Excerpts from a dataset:

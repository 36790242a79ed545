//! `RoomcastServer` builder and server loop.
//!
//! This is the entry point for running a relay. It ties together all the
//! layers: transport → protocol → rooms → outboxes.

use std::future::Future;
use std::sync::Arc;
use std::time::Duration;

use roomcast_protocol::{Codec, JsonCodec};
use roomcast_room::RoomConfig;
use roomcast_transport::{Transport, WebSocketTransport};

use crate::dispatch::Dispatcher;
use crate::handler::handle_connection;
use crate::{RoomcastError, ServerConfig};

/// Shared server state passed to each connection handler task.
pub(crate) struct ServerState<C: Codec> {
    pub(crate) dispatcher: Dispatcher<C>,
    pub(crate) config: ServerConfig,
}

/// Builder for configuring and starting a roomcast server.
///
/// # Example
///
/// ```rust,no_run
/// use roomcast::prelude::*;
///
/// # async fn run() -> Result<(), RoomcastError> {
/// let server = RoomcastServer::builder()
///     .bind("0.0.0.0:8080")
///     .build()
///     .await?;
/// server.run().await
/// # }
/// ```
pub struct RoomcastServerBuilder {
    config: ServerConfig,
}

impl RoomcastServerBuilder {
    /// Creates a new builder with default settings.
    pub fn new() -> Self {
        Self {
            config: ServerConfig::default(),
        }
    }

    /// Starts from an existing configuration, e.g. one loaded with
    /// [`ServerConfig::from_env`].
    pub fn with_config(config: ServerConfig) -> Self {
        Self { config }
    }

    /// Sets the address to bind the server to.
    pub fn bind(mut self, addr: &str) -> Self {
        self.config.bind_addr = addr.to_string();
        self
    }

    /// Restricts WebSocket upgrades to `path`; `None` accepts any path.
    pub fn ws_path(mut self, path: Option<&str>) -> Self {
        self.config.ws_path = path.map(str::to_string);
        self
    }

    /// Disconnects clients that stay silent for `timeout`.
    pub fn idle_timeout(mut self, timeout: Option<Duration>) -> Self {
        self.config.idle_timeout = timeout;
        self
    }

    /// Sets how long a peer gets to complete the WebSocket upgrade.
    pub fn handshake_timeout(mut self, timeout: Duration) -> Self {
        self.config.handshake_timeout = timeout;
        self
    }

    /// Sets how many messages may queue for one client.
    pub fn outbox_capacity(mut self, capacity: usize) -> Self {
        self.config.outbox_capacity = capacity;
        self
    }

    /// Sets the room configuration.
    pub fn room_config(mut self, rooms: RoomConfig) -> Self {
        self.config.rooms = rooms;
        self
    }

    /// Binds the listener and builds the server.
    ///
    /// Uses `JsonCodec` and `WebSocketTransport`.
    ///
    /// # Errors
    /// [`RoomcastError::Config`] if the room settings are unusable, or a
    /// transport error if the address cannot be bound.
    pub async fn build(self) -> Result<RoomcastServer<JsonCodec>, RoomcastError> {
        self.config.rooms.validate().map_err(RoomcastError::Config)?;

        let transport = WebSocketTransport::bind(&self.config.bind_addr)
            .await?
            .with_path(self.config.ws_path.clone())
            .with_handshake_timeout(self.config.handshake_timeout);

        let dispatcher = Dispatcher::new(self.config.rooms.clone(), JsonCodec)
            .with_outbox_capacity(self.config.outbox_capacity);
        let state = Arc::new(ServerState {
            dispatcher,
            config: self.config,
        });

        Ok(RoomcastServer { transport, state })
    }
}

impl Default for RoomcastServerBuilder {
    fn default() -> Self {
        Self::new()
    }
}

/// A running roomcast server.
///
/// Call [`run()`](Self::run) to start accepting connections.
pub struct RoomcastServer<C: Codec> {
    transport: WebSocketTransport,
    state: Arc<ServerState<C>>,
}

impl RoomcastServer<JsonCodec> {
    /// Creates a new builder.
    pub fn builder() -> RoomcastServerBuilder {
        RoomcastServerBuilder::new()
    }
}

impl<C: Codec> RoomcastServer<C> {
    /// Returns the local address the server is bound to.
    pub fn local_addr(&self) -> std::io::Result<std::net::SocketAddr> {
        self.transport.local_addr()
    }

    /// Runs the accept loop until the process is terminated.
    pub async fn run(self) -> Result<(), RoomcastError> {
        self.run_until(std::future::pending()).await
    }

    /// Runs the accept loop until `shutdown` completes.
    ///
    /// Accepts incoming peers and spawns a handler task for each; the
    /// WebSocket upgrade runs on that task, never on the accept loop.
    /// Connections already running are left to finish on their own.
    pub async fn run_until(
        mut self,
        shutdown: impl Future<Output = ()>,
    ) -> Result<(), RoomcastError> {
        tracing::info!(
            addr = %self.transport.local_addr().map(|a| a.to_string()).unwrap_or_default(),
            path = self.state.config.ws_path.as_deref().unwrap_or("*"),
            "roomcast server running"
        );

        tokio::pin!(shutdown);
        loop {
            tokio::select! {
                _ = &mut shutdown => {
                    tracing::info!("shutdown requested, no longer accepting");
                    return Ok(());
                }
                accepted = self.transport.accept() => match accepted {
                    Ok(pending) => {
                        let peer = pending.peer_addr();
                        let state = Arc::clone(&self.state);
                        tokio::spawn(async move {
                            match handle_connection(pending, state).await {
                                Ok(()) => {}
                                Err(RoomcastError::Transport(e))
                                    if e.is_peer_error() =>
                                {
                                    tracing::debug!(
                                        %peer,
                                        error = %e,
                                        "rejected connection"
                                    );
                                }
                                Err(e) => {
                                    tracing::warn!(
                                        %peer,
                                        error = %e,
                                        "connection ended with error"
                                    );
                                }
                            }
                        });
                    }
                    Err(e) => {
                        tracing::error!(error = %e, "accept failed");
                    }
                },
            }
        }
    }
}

---

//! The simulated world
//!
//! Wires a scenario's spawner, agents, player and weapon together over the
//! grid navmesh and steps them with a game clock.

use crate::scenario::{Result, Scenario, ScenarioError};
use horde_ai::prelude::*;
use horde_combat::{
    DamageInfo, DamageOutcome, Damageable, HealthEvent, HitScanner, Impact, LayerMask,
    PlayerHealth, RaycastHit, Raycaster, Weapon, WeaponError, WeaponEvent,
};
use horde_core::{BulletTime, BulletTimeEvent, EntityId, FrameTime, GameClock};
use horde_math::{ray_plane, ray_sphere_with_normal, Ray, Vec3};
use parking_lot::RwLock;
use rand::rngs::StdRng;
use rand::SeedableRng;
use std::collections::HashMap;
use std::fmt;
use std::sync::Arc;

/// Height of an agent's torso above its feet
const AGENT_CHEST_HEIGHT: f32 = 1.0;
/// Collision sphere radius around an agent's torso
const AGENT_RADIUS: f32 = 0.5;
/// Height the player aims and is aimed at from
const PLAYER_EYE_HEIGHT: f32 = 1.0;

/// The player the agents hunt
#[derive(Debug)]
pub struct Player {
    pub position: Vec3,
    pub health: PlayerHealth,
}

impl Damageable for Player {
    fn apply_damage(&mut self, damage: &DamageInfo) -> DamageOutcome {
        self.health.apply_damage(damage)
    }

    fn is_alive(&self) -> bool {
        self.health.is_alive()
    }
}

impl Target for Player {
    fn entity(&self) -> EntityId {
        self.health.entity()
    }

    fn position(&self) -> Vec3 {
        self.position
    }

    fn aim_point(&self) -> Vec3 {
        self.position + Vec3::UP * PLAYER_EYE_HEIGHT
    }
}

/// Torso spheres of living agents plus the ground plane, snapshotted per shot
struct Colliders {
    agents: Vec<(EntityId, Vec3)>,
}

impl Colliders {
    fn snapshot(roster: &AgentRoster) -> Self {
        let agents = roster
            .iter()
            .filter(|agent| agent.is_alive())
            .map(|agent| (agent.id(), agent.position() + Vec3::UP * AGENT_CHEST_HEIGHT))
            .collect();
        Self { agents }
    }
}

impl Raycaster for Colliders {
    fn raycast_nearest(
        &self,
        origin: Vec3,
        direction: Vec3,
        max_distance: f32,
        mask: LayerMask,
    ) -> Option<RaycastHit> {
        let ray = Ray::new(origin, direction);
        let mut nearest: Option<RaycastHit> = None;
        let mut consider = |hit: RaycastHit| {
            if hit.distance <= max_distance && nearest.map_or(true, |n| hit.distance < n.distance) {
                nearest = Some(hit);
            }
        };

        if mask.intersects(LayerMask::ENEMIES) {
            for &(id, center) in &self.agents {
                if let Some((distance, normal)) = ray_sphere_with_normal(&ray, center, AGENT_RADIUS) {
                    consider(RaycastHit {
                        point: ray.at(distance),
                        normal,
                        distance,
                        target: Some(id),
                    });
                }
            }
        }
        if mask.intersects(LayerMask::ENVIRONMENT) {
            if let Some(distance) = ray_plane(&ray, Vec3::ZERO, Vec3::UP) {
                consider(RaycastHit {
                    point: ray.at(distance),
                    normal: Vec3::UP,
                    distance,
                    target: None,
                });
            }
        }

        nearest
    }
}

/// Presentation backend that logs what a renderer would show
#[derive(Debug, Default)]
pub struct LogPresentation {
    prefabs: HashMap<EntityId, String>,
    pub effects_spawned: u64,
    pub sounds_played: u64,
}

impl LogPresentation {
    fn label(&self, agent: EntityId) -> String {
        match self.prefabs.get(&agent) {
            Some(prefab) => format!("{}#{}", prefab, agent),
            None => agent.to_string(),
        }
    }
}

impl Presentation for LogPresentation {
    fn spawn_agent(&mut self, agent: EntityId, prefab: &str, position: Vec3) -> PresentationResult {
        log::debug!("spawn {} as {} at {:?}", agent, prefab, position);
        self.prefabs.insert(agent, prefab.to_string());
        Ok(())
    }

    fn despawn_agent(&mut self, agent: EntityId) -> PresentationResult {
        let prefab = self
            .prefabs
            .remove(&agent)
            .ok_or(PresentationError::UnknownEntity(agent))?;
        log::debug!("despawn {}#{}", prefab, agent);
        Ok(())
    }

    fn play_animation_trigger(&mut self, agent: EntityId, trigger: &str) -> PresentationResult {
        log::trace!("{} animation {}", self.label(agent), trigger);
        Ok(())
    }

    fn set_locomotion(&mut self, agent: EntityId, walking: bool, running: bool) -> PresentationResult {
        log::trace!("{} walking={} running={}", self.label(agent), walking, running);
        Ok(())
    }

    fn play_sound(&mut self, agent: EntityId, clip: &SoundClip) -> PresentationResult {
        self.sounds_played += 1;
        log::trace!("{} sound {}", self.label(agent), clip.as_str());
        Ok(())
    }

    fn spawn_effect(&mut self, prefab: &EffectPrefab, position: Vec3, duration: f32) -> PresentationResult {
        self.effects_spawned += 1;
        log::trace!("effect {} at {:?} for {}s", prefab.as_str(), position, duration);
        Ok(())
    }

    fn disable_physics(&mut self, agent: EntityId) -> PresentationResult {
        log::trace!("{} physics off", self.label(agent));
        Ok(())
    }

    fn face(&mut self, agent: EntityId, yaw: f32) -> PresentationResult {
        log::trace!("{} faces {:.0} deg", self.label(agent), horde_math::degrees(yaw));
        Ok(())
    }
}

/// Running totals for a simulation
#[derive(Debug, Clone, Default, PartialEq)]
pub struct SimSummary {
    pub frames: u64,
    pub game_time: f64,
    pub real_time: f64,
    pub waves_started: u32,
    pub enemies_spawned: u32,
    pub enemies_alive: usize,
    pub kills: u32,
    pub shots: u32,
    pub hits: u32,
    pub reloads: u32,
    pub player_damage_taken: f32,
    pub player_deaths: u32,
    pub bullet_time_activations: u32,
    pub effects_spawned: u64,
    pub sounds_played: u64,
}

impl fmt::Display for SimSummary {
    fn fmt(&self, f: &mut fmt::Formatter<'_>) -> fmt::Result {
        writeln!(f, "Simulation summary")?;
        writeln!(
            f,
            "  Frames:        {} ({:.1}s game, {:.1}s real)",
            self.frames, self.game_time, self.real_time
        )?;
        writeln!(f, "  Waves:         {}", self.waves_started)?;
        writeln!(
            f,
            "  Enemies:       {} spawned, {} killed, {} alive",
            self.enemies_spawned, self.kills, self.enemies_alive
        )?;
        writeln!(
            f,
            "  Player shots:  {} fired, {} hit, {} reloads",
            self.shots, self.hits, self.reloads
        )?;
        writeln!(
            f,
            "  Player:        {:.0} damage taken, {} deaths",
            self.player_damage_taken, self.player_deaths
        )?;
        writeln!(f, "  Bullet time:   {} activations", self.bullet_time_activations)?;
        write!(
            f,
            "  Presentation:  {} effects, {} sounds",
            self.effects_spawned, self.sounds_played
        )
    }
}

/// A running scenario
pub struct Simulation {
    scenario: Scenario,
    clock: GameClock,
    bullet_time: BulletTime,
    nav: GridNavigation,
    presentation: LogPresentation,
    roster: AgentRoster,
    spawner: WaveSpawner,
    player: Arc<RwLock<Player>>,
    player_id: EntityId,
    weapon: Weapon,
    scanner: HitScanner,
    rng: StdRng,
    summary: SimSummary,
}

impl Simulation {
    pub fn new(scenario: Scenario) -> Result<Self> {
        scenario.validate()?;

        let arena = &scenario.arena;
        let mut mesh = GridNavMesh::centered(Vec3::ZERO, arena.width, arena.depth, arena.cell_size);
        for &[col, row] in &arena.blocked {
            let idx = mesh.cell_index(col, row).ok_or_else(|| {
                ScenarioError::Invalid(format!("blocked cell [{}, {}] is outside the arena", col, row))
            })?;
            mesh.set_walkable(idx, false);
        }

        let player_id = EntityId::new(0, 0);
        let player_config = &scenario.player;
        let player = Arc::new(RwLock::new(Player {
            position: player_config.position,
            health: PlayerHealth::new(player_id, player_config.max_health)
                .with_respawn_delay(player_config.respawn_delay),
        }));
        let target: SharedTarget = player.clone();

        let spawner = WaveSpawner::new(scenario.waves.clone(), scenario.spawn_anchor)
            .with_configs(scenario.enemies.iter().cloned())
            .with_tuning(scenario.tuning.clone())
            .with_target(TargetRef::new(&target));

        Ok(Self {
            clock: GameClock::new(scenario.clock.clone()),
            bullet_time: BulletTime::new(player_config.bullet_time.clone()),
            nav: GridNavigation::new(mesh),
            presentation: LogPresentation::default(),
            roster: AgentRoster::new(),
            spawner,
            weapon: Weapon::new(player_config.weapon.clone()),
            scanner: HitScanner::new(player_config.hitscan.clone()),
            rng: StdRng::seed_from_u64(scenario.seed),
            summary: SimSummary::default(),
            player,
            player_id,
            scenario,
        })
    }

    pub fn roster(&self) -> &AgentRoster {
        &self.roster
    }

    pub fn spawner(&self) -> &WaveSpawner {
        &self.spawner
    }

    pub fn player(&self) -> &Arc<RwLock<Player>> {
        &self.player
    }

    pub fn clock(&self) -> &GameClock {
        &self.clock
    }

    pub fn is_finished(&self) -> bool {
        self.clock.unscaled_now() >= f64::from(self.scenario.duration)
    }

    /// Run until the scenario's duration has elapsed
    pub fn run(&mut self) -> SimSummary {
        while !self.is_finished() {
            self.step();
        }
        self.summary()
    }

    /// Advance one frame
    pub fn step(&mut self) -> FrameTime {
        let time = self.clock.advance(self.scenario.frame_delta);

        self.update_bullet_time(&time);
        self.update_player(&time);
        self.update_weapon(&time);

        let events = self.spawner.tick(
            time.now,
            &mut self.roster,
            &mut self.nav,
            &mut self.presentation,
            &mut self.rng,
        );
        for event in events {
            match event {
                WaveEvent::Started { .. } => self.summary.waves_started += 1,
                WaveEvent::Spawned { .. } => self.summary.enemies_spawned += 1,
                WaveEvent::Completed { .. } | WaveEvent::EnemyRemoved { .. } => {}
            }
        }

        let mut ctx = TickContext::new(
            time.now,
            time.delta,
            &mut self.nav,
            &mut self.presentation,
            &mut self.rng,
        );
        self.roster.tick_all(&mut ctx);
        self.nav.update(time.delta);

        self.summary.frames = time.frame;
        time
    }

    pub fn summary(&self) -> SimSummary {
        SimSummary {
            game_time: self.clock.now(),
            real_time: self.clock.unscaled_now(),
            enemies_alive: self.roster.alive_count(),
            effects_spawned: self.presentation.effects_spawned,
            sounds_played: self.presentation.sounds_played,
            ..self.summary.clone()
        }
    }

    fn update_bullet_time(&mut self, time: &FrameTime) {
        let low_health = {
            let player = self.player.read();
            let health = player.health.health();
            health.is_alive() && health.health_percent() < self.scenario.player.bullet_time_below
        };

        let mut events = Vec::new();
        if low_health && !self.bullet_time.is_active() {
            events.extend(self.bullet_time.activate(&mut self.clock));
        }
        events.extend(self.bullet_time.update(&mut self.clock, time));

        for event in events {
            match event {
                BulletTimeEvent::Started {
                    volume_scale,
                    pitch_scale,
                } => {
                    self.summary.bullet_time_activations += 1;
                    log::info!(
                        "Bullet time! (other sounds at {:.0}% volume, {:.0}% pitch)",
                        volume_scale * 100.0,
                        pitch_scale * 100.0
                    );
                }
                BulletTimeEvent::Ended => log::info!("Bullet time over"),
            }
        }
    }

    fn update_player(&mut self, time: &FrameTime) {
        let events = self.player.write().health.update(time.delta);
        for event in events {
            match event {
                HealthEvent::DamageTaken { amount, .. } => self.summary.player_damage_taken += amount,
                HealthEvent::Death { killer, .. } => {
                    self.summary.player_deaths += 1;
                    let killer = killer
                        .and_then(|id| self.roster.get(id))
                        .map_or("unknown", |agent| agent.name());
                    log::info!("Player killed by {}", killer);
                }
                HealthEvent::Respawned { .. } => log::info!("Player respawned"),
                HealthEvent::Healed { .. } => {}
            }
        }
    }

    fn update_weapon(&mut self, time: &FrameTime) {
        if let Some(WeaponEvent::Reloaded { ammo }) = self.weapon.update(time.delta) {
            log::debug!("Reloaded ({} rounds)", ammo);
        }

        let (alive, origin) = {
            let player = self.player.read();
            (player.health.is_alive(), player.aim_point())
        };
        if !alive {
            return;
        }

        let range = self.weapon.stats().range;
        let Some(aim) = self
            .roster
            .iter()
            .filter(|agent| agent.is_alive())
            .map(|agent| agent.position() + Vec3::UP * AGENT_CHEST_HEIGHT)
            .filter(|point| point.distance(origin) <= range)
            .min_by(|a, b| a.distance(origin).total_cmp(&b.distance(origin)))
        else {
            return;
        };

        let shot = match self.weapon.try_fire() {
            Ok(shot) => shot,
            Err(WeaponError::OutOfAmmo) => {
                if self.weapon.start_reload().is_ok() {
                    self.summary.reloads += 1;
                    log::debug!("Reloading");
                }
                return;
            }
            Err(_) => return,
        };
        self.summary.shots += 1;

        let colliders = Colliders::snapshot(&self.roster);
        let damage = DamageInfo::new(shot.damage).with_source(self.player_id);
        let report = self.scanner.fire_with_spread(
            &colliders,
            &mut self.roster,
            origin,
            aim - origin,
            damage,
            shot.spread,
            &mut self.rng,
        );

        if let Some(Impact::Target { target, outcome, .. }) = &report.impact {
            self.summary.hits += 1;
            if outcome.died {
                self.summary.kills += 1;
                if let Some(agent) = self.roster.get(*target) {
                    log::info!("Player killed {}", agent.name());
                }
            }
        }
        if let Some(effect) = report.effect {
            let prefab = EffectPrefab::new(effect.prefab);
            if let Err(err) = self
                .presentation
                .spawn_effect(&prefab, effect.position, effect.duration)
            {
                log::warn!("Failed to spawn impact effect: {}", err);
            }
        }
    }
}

HOW TO COMPLETE THIS TASK: Once the line with "let transport = WebSocketTransport::bind(&self.config.bind_addr)" is found in the records above, print exactly that line and every line after it through the line with "is bound to.".

RESULT OF THIS TASK:
        let transport = WebSocketTransport::bind(&self.config.bind_addr)
            .await?
            .with_path(self.config.ws_path.clone())
            .with_handshake_timeout(self.config.handshake_timeout);

        let dispatcher = Dispatcher::new(self.config.rooms.clone(), JsonCodec)
            .with_outbox_capacity(self.config.outbox_capacity);
        let state = Arc::new(ServerState {
            dispatcher,
            config: self.config,
        });

        Ok(RoomcastServer { transport, state })
    }
}

impl Default for RoomcastServerBuilder {
    fn default() -> Self {
        Self::new()
    }
}

/// A running roomcast server.
///
/// Call [`run()`](Self::run) to start accepting connections.
pub struct RoomcastServer<C: Codec> {
    transport: WebSocketTransport,
    state: Arc<ServerState<C>>,
}

impl RoomcastServer<JsonCodec> {
    /// Creates a new builder.
    pub fn builder() -> RoomcastServerBuilder {
        RoomcastServerBuilder::new()
    }
}

impl<C: Codec> RoomcastServer<C> {
    /// Returns the local address the server is bound to.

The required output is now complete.